The mass density of the universe means the amount of matter there is per cubic metre, averaged throughout the observable universe. Obviously this matter is unevenly distributed, at least on scales normally accessible to us. One way to find out the average density would be to add up all the matter in the universe and then divide by the number of cubic metres in the universe. On the face of it, that would appear to be a ludicrously difficult undertaking.
Never underestimate modern astrophysicists. It is possible to arrive at some estimates. In one method, called ‘representative sampling’, researchers divide the sky into sections of equal size, count the number of galaxies in a section, then multiply the count from that section by the total number of sections. Combined with knowledge about the masses of galaxies, this procedure gives a rough estimate of the total mass of the universe. Studies like the Hubble Deep Field make such sampling increasingly substantive.

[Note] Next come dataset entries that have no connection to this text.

mod common;

use std::sync::Arc;

use async_trait::async_trait;
use common::{seed_attempts, test_policy};
use time::{Duration, OffsetDateTime};
use verigate::error::StoreError;
use verigate::models::AttemptOutcome::{Failure, Success};
use verigate::models::{AttemptRecord, AttemptTotals, DenyReason};
use verigate::services::throttle::ThrottleEngine;
use verigate::storage::{AttemptStore, InMemoryAttemptStore};

fn engine_over(ledger: &Arc<InMemoryAttemptStore>) -> ThrottleEngine {
    ThrottleEngine::new(Arc::clone(ledger) as Arc<dyn AttemptStore>, test_policy())
}

#[test_log::test(tokio::test)]
async fn clean_history_is_allowed() {
    let ledger = Arc::new(InMemoryAttemptStore::new());
    let engine = engine_over(&ledger);

    let decision = engine.evaluate("fresh@example.com", OffsetDateTime::now_utc()).await;

    assert!(decision.allowed);
    assert_eq!(decision.consecutive_count, 0);
    assert_eq!(decision.daily_count, 0);
    assert!(decision.next_allowed_at.is_none());
}

#[test_log::test(tokio::test)]
async fn success_inside_failure_run_resets_the_counter() {
    // 3 failures, then 1 success, then 1 failure: the run restarts after the
    // success, so the count is 1 and the request goes through.
    let ledger = Arc::new(InMemoryAttemptStore::new());
    let engine = engine_over(&ledger);
    let now = OffsetDateTime::now_utc();

    seed_attempts(
        &ledger,
        "user@example.com",
        &[
            (Failure, Duration::minutes(5)),
            (Failure, Duration::minutes(4)),
            (Failure, Duration::minutes(3)),
            (Success, Duration::minutes(2)),
            (Failure, Duration::minutes(1)),
        ],
        now,
    )
    .await;

    let decision = engine.evaluate("user@example.com", now).await;

    assert!(decision.allowed);
    assert_eq!(decision.consecutive_count, 1);
    assert_eq!(decision.daily_count, 5);
}

#[test_log::test(tokio::test)]
async fn breaker_trips_at_the_consecutive_limit() {
    // 4 consecutive failures with limit 4: denied until the cooldown ends.
    let ledger = Arc::new(InMemoryAttemptStore::new());
    let engine = engine_over(&ledger);
    let now = OffsetDateTime::now_utc();

    seed_attempts(
        &ledger,
        "user@example.com",
        &[
            (Failure, Duration::minutes(4)),
            (Failure, Duration::minutes(3)),
            (Failure, Duration::minutes(2)),
            (Failure, Duration::minutes(1)),
        ],
        now,
    )
    .await;

    let decision = engine.evaluate("user@example.com", now).await;

    assert!(!decision.allowed);
    assert_eq!(decision.reason, Some(DenyReason::ConsecutiveLimit));
    assert_eq!(decision.consecutive_count, 4);
    // Most recent failure was 1 minute ago, cooldown is 15 minutes.
    assert_eq!(decision.wait_minutes, Some(14));
    assert_eq!(decision.next_allowed_at, Some(now + Duration::minutes(14)));
}

#[test_log::test(tokio::test)]
async fn breaker_releases_once_the_cooldown_elapses() {
    let ledger = Arc::new(InMemoryAttemptStore::new());
    let engine = engine_over(&ledger);
    let now = OffsetDateTime::now_utc();

    seed_attempts(
        &ledger,
        "user@example.com",
        &[
            (Failure, Duration::minutes(4)),
            (Failure, Duration::minutes(3)),
            (Failure, Duration::minutes(2)),
            (Failure, Duration::minutes(1)),
        ],
        now,
    )
    .await;

    let decision = engine
        .evaluate("user@example.com", now + Duration::minutes(14))
        .await;

    assert!(decision.allowed);
}

#[test_log::test(tokio::test)]
async fn latest_success_clears_the_breaker() {
    let ledger = Arc::new(InMemoryAttemptStore::new());
    let engine = engine_over(&ledger);
    let now = OffsetDateTime::now_utc();

    seed_attempts(
        &ledger,
        "user@example.com",
        &[
            (Failure, Duration::minutes(5)),
            (Failure, Duration::minutes(4)),
            (Failure, Duration::minutes(3)),
            (Success, Duration::minutes(1)),
        ],
        now,
    )
    .await;

    let decision = engine.evaluate("user@example.com", now).await;

    assert!(decision.allowed);
    assert_eq!(decision.consecutive_count, 0);
}

#[test_log::test(tokio::test)]
async fn consecutive_reason_wins_over_daily() {
    // Over both limits at once: the breaker reason is reported, never the
    // daily quota.
    let ledger = Arc::new(InMemoryAttemptStore::new());
    let engine = engine_over(&ledger);
    let now = OffsetDateTime::now_utc();

    let run: Vec<_> = (1..=12)
        .map(|i| (Failure, Duration::minutes(i)))
        .collect();
    seed_attempts(&ledger, "user@example.com", &run, now).await;

    let decision = engine.evaluate("user@example.com", now).await;

    assert!(!decision.allowed);
    assert_eq!(decision.reason, Some(DenyReason::ConsecutiveLimit));
}

#[test_log::test(tokio::test)]
async fn daily_quota_denies_the_thirteenth_attempt() {
    // 12 attempts of mixed outcome within 24h against a limit of 12. The
    // newest is a success so the breaker stays closed and the daily quota is
    // the one that fires.
    let ledger = Arc::new(InMemoryAttemptStore::new());
    let engine = engine_over(&ledger);
    let now = OffsetDateTime::now_utc();

    let mixed: Vec<_> = (1..=12)
        .map(|i| {
            let outcome = if i % 2 == 1 { Success } else { Failure };
            (outcome, Duration::hours(i))
        })
        .collect();
    seed_attempts(&ledger, "user@example.com", &mixed, now).await;

    let decision = engine.evaluate("user@example.com", now).await;

    assert!(!decision.allowed);
    assert_eq!(decision.reason, Some(DenyReason::DailyLimit));
    assert_eq!(decision.daily_count, 12);
    // The window clears when the oldest attempt (12h ago) ages out of the
    // 24h lookback.
    assert_eq!(decision.next_allowed_at, Some(now + Duration::hours(12)));
    assert_eq!(decision.wait_minutes, Some(12 * 60));
}

#[test_log::test(tokio::test)]
async fn daily_window_slides_rather_than_resetting() {
    // One attempt just inside the 24h lookback, one just outside: only the
    // inside one counts, exactly matching a manual count over the window.
    let ledger = Arc::new(InMemoryAttemptStore::new());
    let engine = engine_over(&ledger);
    let now = OffsetDateTime::now_utc();

    seed_attempts(
        &ledger,
        "user@example.com",
        &[
            (Success, Duration::hours(24) + Duration::minutes(1)),
            (Success, Duration::hours(23) + Duration::minutes(59)),
        ],
        now,
    )
    .await;

    let window_count = ledger
        .count_since("user@example.com", now - Duration::hours(24))
        .await
        .unwrap();
    assert_eq!(window_count, 1);

    let decision = engine.evaluate("user@example.com", now).await;
    assert!(decision.allowed);
    assert_eq!(decision.daily_count, 1);
}

#[test_log::test(tokio::test)]
async fn warning_thresholds_fire_before_hard_limits() {
    let policy = test_policy();
    let ledger = Arc::new(InMemoryAttemptStore::new());
    let engine = engine_over(&ledger);
    let now = OffsetDateTime::now_utc();

    // 2 consecutive failures: allowed, no warning yet.
    seed_attempts(
        &ledger,
        "calm@example.com",
        &[
            (Failure, Duration::minutes(2)),
            (Failure, Duration::minutes(1)),
        ],
        now,
    )
    .await;
    let decision = engine.evaluate("calm@example.com", now).await;
    assert!(decision.allowed);
    assert!(!decision.nearing_limits(&policy));

    // 3 consecutive failures: still allowed, but the banner threshold hit.
    seed_attempts(
        &ledger,
        "warned@example.com",
        &[
            (Failure, Duration::minutes(3)),
            (Failure, Duration::minutes(2)),
            (Failure, Duration::minutes(1)),
        ],
        now,
    )
    .await;
    let decision = engine.evaluate("warned@example.com", now).await;
    assert!(decision.allowed);
    assert!(decision.nearing_limits(&policy));

    // 10 successes spread over the day: daily warning threshold hit.
    let successes: Vec<_> = (1..=10).map(|i| (Success, Duration::hours(i))).collect();
    seed_attempts(&ledger, "busy@example.com", &successes, now).await;
    let decision = engine.evaluate("busy@example.com", now).await;
    assert!(decision.allowed);
    assert!(decision.nearing_limits(&policy));
}

/// Every read fails, simulating a ledger outage.
struct FailingLedger;

#[async_trait]
impl AttemptStore for FailingLedger {
    async fn record(&self, _attempt: &AttemptRecord) -> Result<(), StoreError> {
        Err(StoreError::Unavailable("injected fault".to_string()))
    }

    async fn since(
        &self,
        _identity: &str,
        _cutoff: OffsetDateTime,
        _limit: u32,
    ) -> Result<Vec<AttemptRecord>, StoreError> {
        Err(StoreError::Unavailable("injected fault".to_string()))
    }

    async fn count_since(
        &self,
        _identity: &str,
        _cutoff: OffsetDateTime,
    ) -> Result<i64, StoreError> {
        Err(StoreError::Unavailable("injected fault".to_string()))
    }

    async fn oldest_since(
        &self,
        _identity: &str,
        _cutoff: OffsetDateTime,
    ) -> Result<Option<OffsetDateTime>, StoreError> {
        Err(StoreError::Unavailable("injected fault".to_string()))
    }

    async fn summary(&self, _identity: &str) -> Result<AttemptTotals, StoreError> {
        Err(StoreError::Unavailable("injected fault".to_string()))
    }

    async fn purge_older_than(&self, _cutoff: OffsetDateTime) -> Result<u64, StoreError> {
        Err(StoreError::Unavailable("injected fault".to_string()))
    }
}

#[test_log::test(tokio::test)]
async fn ledger_outage_fails_open() {
    // Chosen behavior: an unreadable ledger must not lock users out, so the
    // evaluation allows with zeroed counters.
    let engine = ThrottleEngine::new(Arc::new(FailingLedger), test_policy());

    let decision = engine
        .evaluate("user@example.com", OffsetDateTime::now_utc())
        .await;

    assert!(decision.allowed);
    assert_eq!(decision.consecutive_count, 0);
    assert_eq!(decision.daily_count, 0);
}
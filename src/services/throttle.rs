//! # Throttle Decision Engine
//!
//! Pure decision logic over attempt-ledger reads and a [`PolicyConfig`]:
//! answers "may this identity proceed now?". Two overlapping quotas apply,
//! checked in a fixed order:
//!
//! 1. **Consecutive-failure circuit breaker** - the run of failures counted
//!    back from the most recent attempt; a success anywhere resets the run.
//! 2. **Rolling daily quota** - attempts of any outcome inside the trailing
//!    daily window.
//!
//! An identity blocked by consecutive failures sees that reason even when it
//! is also over the daily cap.

use std::sync::Arc;

use time::OffsetDateTime;
use tracing::{debug, error, instrument};

use crate::error::StoreError;
use crate::models::{AttemptOutcome, Decision, DenyReason, PolicyConfig};
use crate::storage::AttemptStore;

#[derive(Clone)]
pub struct ThrottleEngine {
    ledger: Arc<dyn AttemptStore>,
    policy: PolicyConfig,
}

impl ThrottleEngine {
    /// The policy is expected to be validated already (see
    /// [`PolicyConfig::validate`]).
    pub fn new(ledger: Arc<dyn AttemptStore>, policy: PolicyConfig) -> Self {
        Self { ledger, policy }
    }

    pub fn policy(&self) -> &PolicyConfig {
        &self.policy
    }

    /// Evaluates both quotas for `identity` at instant `now`.
    ///
    /// Fails open: if the ledger cannot be read, the error is logged and the
    /// request is allowed with zeroed counters, so an infrastructure outage
    /// never locks users out of verification.
    #[instrument(skip(self), fields(identity = %identity))]
    pub async fn evaluate(&self, identity: &str, now: OffsetDateTime) -> Decision {
        match self.check(identity, now).await {
            Ok(decision) => decision,
            Err(e) => {
                error!(error = %e, "Attempt ledger unreadable during throttle check, failing open");
                Decision::allow(0, 0)
            }
        }
    }

    async fn check(&self, identity: &str, now: OffsetDateTime) -> Result<Decision, StoreError> {
        let lookback = now - self.policy.consecutive_lookback();
        let recent = self
            .ledger
            .since(identity, lookback, self.policy.max_consecutive_failures)
            .await?;

        // Newest to oldest: count failures until the first success. Attempts
        // older than the most recent success are irrelevant to this counter.
        let mut consecutive_count = 0u32;
        for attempt in &recent {
            match attempt.outcome {
                AttemptOutcome::Failure => consecutive_count += 1,
                AttemptOutcome::Success => break,
            }
        }

        if consecutive_count >= self.policy.max_consecutive_failures
            && let Some(most_recent) = recent.first()
        {
            let next_allowed_at = most_recent.created_at + self.policy.consecutive_wait();
            if now < next_allowed_at {
                debug!(consecutive_count, "Consecutive-failure breaker is open");
                return Ok(Decision::deny(
                    DenyReason::ConsecutiveLimit,
                    next_allowed_at,
                    now,
                    consecutive_count,
                    0,
                ));
            }
        }

        let window_start = now - self.policy.daily_window();
        let daily_count = self.ledger.count_since(identity, window_start).await?;

        if daily_count >= i64::from(self.policy.max_daily_attempts) {
            // The window clears when its oldest qualifying attempt ages out.
            let oldest = self.ledger.oldest_since(identity, window_start).await?;
            let next_allowed_at = oldest.unwrap_or(now) + self.policy.daily_window();
            debug!(daily_count, "Rolling daily quota exhausted");
            return Ok(Decision::deny(
                DenyReason::DailyLimit,
                next_allowed_at,
                now,
                consecutive_count,
                daily_count,
            ));
        }

        Ok(Decision::allow(consecutive_count, daily_count))
    }
}
//! # Verification Request Entity
//!
//! A verification request is the token-bearing row minted once the throttle
//! approves an identity. At most one request per identity may be `pending` at
//! any instant: creating a new one supersedes (expires) all prior pending
//! requests for that identity. No request ever transitions out of `verified`
//! or `expired`.

use serde::{Deserialize, Serialize};
use time::OffsetDateTime;
use uuid::Uuid;

use crate::utils::constant::REQUEST_TTL;
use crate::utils::token::generate_token;

/// Lifecycle status of a verification request.
///
/// This enum corresponds directly to the PostgreSQL `request_status` enum
/// type defined in the database migrations.
///
/// # Status Flow
///
/// - `Pending` - token minted, awaiting confirmation
/// - `Verified` - confirmed through the token before expiry (terminal)
/// - `Expired` - TTL timeout, supersession, or explicit invalidation (terminal)
#[derive(Debug, Clone, Copy, PartialEq, Eq, sqlx::Type, Serialize, Deserialize)]
#[sqlx(type_name = "request_status", rename_all = "snake_case")]
#[serde(rename_all = "snake_case")]
pub enum RequestStatus {
    Pending,
    Verified,
    Expired,
}

impl std::fmt::Display for RequestStatus {
    fn fmt(&self, f: &mut std::fmt::Formatter<'_>) -> std::fmt::Result {
        let status_str = match self {
            RequestStatus::Pending => "pending",
            RequestStatus::Verified => "verified",
            RequestStatus::Expired => "expired",
        };
        write!(f, "{status_str}")
    }
}

impl RequestStatus {
    /// Terminal statuses admit no further transitions.
    #[inline]
    pub fn is_terminal(&self) -> bool {
        !matches!(self, RequestStatus::Pending)
    }
}

/// A token-backed verification request.
#[derive(Debug, Clone, Serialize, Deserialize, sqlx::FromRow)]
pub struct VerificationRequest {
    pub id: Uuid,
    pub identity: String,
    /// High-entropy redeemable token, unique across the system's lifetime.
    pub token: String,
    /// Opaque caller data restored on confirmation.
    pub payload: serde_json::Value,
    pub status: RequestStatus,
    pub expires_at: OffsetDateTime,
    pub created_at: OffsetDateTime,
    pub verified_at: Option<OffsetDateTime>,
    /// Caller data supplied at confirmation time.
    pub completion: Option<serde_json::Value>,
}

impl VerificationRequest {
    /// Mints a fresh pending request. Token generation happens fully in
    /// memory; nothing is observable until the row is persisted.
    pub fn mint(identity: &str, payload: serde_json::Value, now: OffsetDateTime) -> Self {
        Self {
            id: Uuid::new_v4(),
            identity: identity.to_string(),
            token: generate_token(),
            payload,
            status: RequestStatus::Pending,
            expires_at: now + REQUEST_TTL,
            created_at: now,
            verified_at: None,
            completion: None,
        }
    }

    #[inline]
    pub fn is_expired_at(&self, now: OffsetDateTime) -> bool {
        now > self.expires_at
    }
}
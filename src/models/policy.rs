//! # Throttle Policy Configuration
//!
//! Numeric thresholds that drive every throttling decision. A `PolicyConfig`
//! is resolved once per process at startup (environment overrides on top of
//! production defaults), validated, and treated as read-only thereafter.
//! Request handling never re-reads the environment.

use std::env;
use std::str::FromStr;

use serde::{Deserialize, Serialize};
use thiserror::Error;
use time::Duration;

use crate::utils::constant::CONSECUTIVE_LOOKBACK_FACTOR;

/// Errors that can occur while loading or validating a policy
#[derive(Debug, Error)]
pub enum PolicyError {
    #[error("invalid value for `{name}`: {value:?}")]
    Invalid { name: &'static str, value: String },

    #[error("policy constraint violated: {0}")]
    Constraint(&'static str),
}

/// Immutable set of throttling thresholds.
///
/// `Default` is the production profile; [`PolicyConfig::from_env`] layers
/// `THROTTLE_*` environment overrides on top of it.
#[derive(Debug, Clone, Serialize, Deserialize)]
pub struct PolicyConfig {
    /// Consecutive failed attempts before the circuit breaker trips.
    pub max_consecutive_failures: u32,
    /// Attempts of any outcome allowed inside the rolling daily window.
    pub max_daily_attempts: u32,
    /// Minimum spacing between two requests for the same identity.
    pub min_interval_seconds: i64,
    /// Cooldown imposed once the consecutive-failure breaker trips.
    pub consecutive_failure_wait_minutes: i64,
    /// Width of the rolling daily window (a lookback, not a calendar day).
    pub daily_window_hours: i64,
    /// Ledger rows older than this are eligible for purging.
    pub retention_days: i64,
    /// Warning-banner threshold, strictly below `max_consecutive_failures`.
    pub warn_consecutive_at: u32,
    /// Warning-banner threshold, strictly below `max_daily_attempts`.
    pub warn_daily_at: u32,
}

impl Default for PolicyConfig {
    fn default() -> Self {
        Self {
            max_consecutive_failures: 4,
            max_daily_attempts: 12,
            min_interval_seconds: 300,
            consecutive_failure_wait_minutes: 15,
            daily_window_hours: 24,
            retention_days: 30,
            warn_consecutive_at: 3,
            warn_daily_at: 10,
        }
    }
}

impl PolicyConfig {
    /// Resolves the policy from `THROTTLE_*` environment variables, falling
    /// back to the production defaults for anything unset.
    pub fn from_env() -> Result<Self, PolicyError> {
        let base = Self::default();
        let policy = Self {
            max_consecutive_failures: read_var(
                "THROTTLE_MAX_CONSECUTIVE_FAILURES",
                base.max_consecutive_failures,
            )?,
            max_daily_attempts: read_var("THROTTLE_MAX_DAILY_ATTEMPTS", base.max_daily_attempts)?,
            min_interval_seconds: read_var(
                "THROTTLE_MIN_INTERVAL_SECONDS",
                base.min_interval_seconds,
            )?,
            consecutive_failure_wait_minutes: read_var(
                "THROTTLE_CONSECUTIVE_FAILURE_WAIT_MINUTES",
                base.consecutive_failure_wait_minutes,
            )?,
            daily_window_hours: read_var("THROTTLE_DAILY_WINDOW_HOURS", base.daily_window_hours)?,
            retention_days: read_var("THROTTLE_RETENTION_DAYS", base.retention_days)?,
            warn_consecutive_at: read_var("THROTTLE_WARN_CONSECUTIVE_AT", base.warn_consecutive_at)?,
            warn_daily_at: read_var("THROTTLE_WARN_DAILY_AT", base.warn_daily_at)?,
        };
        policy.validate()?;
        Ok(policy)
    }

    /// Enforces the invariants every loaded policy must satisfy.
    pub fn validate(&self) -> Result<(), PolicyError> {
        if self.max_consecutive_failures < 1 {
            return Err(PolicyError::Constraint(
                "max_consecutive_failures must be at least 1",
            ));
        }
        if self.max_daily_attempts < 1 {
            return Err(PolicyError::Constraint("max_daily_attempts must be at least 1"));
        }
        if self.min_interval_seconds < 0 {
            return Err(PolicyError::Constraint("min_interval_seconds must not be negative"));
        }
        if self.consecutive_failure_wait_minutes < 1 {
            return Err(PolicyError::Constraint(
                "consecutive_failure_wait_minutes must be at least 1",
            ));
        }
        if self.daily_window_hours < 1 {
            return Err(PolicyError::Constraint("daily_window_hours must be at least 1"));
        }
        if self.retention_days < 1 {
            return Err(PolicyError::Constraint("retention_days must be at least 1"));
        }
        if self.warn_consecutive_at >= self.max_consecutive_failures {
            return Err(PolicyError::Constraint(
                "warn_consecutive_at must be strictly below max_consecutive_failures",
            ));
        }
        if self.warn_daily_at >= self.max_daily_attempts {
            return Err(PolicyError::Constraint(
                "warn_daily_at must be strictly below max_daily_attempts",
            ));
        }
        Ok(())
    }

    #[inline]
    pub fn min_interval(&self) -> Duration {
        Duration::seconds(self.min_interval_seconds)
    }

    #[inline]
    pub fn consecutive_wait(&self) -> Duration {
        Duration::minutes(self.consecutive_failure_wait_minutes)
    }

    /// Bounded lookback used when scanning for a consecutive-failure run.
    #[inline]
    pub fn consecutive_lookback(&self) -> Duration {
        self.consecutive_wait() * CONSECUTIVE_LOOKBACK_FACTOR
    }

    #[inline]
    pub fn daily_window(&self) -> Duration {
        Duration::hours(self.daily_window_hours)
    }

    #[inline]
    pub fn retention(&self) -> Duration {
        Duration::days(self.retention_days)
    }
}

fn read_var<T: FromStr>(name: &'static str, default: T) -> Result<T, PolicyError> {
    match env::var(name) {
        Ok(raw) => raw
            .trim()
            .parse()
            .map_err(|_| PolicyError::Invalid { name, value: raw }),
        Err(_) => Ok(default),
    }
}
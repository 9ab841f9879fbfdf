#![allow(dead_code)]

use std::sync::atomic::{AtomicBool, Ordering};
use std::sync::{Arc, Mutex};

use async_trait::async_trait;
use serde_json::Value;
use time::{Duration, OffsetDateTime};
use verigate::models::{AttemptOutcome, AttemptRecord, PolicyConfig};
use verigate::services::delivery::{DeliveryError, DeliverySender};
use verigate::services::lifecycle::VerificationService;
use verigate::storage::{AttemptStore, InMemoryAttemptStore, InMemoryRequestStore};

/// A mock transport that records delivered links for assertions and can be
/// told to fail the next delivery.
#[derive(Default)]
pub struct MockSender {
    sent: Mutex<Vec<SentLink>>,
    fail_next: AtomicBool,
}

#[derive(Debug, Clone)]
pub struct SentLink {
    pub identity: String,
    pub token: String,
    pub payload: Value,
}

impl MockSender {
    pub fn new() -> Self {
        Self::default()
    }

    pub fn sent_count(&self) -> usize {
        self.sent.lock().unwrap().len()
    }

    pub fn last_sent(&self) -> Option<SentLink> {
        self.sent.lock().unwrap().last().cloned()
    }

    /// Makes the next `deliver` call fail with a simulated outage.
    pub fn fail_next(&self) {
        self.fail_next.store(true, Ordering::SeqCst);
    }
}

#[async_trait]
impl DeliverySender for MockSender {
    async fn deliver(
        &self,
        identity: &str,
        token: &str,
        payload: &Value,
    ) -> Result<(), DeliveryError> {
        if self.fail_next.swap(false, Ordering::SeqCst) {
            return Err(DeliveryError::SendFailed("simulated outage".to_string()));
        }

        self.sent.lock().unwrap().push(SentLink {
            identity: identity.to_string(),
            token: token.to_string(),
            payload: payload.clone(),
        });
        Ok(())
    }
}

/// Isolated service instance over in-memory stores, with handles to every
/// collaborator so tests can seed and inspect state directly.
pub struct TestHarness {
    pub service: VerificationService,
    pub ledger: Arc<InMemoryAttemptStore>,
    pub requests: Arc<InMemoryRequestStore>,
    pub sender: Arc<MockSender>,
    pub policy: PolicyConfig,
}

/// Thresholds used across the integration tests: breaker at 4 consecutive
/// failures with a 15 minute cooldown, 12 attempts per rolling day, 5 minute
/// minimum interval.
pub fn test_policy() -> PolicyConfig {
    PolicyConfig {
        max_consecutive_failures: 4,
        max_daily_attempts: 12,
        min_interval_seconds: 300,
        consecutive_failure_wait_minutes: 15,
        daily_window_hours: 24,
        retention_days: 30,
        warn_consecutive_at: 3,
        warn_daily_at: 10,
    }
}

pub fn harness() -> TestHarness {
    harness_with_policy(test_policy())
}

pub fn harness_with_policy(policy: PolicyConfig) -> TestHarness {
    policy.validate().expect("test policy should be valid");

    let ledger = Arc::new(InMemoryAttemptStore::new());
    let requests = Arc::new(InMemoryRequestStore::new());
    let sender = Arc::new(MockSender::new());

    let service = VerificationService::new(
        policy.clone(),
        Arc::clone(&ledger) as Arc<dyn AttemptStore>,
        Arc::clone(&requests) as _,
        Arc::clone(&sender) as _,
    );

    TestHarness {
        service,
        ledger,
        requests,
        sender,
        policy,
    }
}

/// Seeds one attempt per `(outcome, age)` pair, where `age` is how long
/// before `now` the attempt happened.
pub async fn seed_attempts(
    ledger: &InMemoryAttemptStore,
    identity: &str,
    entries: &[(AttemptOutcome, Duration)],
    now: OffsetDateTime,
) {
    for (outcome, age) in entries {
        let attempt = AttemptRecord::new(identity, "email_verification", *outcome, now - *age);
        ledger
            .record(&attempt)
            .await
            .expect("seeding the in-memory ledger should not fail");
    }
}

Another way to try to find the average mass density is to study the way the universe appears to be working – how fast it’s expanding, whether the expansion is speeding up or slowing down, how gravity seems to be affecting different parts of the universe, what other forces besides gravity come into play, and how the contents of the universe have evolved over time. This sounds considerably more difficult than counting galaxies and multiplying by sections. It is extremely complicated. Nevertheless, theorists have a formula that they believe shows how the mass density of the universe is related to such questions, an equation that allows them to weigh the answers one against the other. It is the so-called ‘equation for omega’.
The equation shows how the mass density, omega, affects the future of the universe. If omega turns out to be more than one (meaning that there is more than an average throughout space of one hydrogen atom per 10 cubic metres), the universe will eventually stop expanding and contract. That would be a ‘closed’ universe. If omega is less than one (less than an average throughout space of one hydrogen atom per 10 cubic metres), the universe will expand forever. That would be an ‘open’ universe. If omega is precisely one, then the universe is at the ‘critical density’ that will allow it to expand at precisely the right rate to avoid recollapse, eternally slowing down its expansion but never completely ceasing to expand. That would be a ‘flat’ universe – the type of universe inflation theory predicts. (See box below.)
Why should there be such a tight connection between the mass density of the universe and the fate of the universe? First, ‘mass’ is the measure of how much matter there is – in a planet or star or galaxy or, in this case, in the universe as a whole. Every particle of matter in the universe is attracting every other by means of gravitational attraction. How greatly objects are influenced by one another’s gravitational attraction depends on how far apart they are. The closer they are the more they ‘feel’ one another’s pull. So when it comes to the question of whether or not the universe will eventually contract or whether it will keep expanding, much hangs on how densely or thinly the matter in the universe is spread out. In fact, the mass density very possibly does dictate the fate of the universe.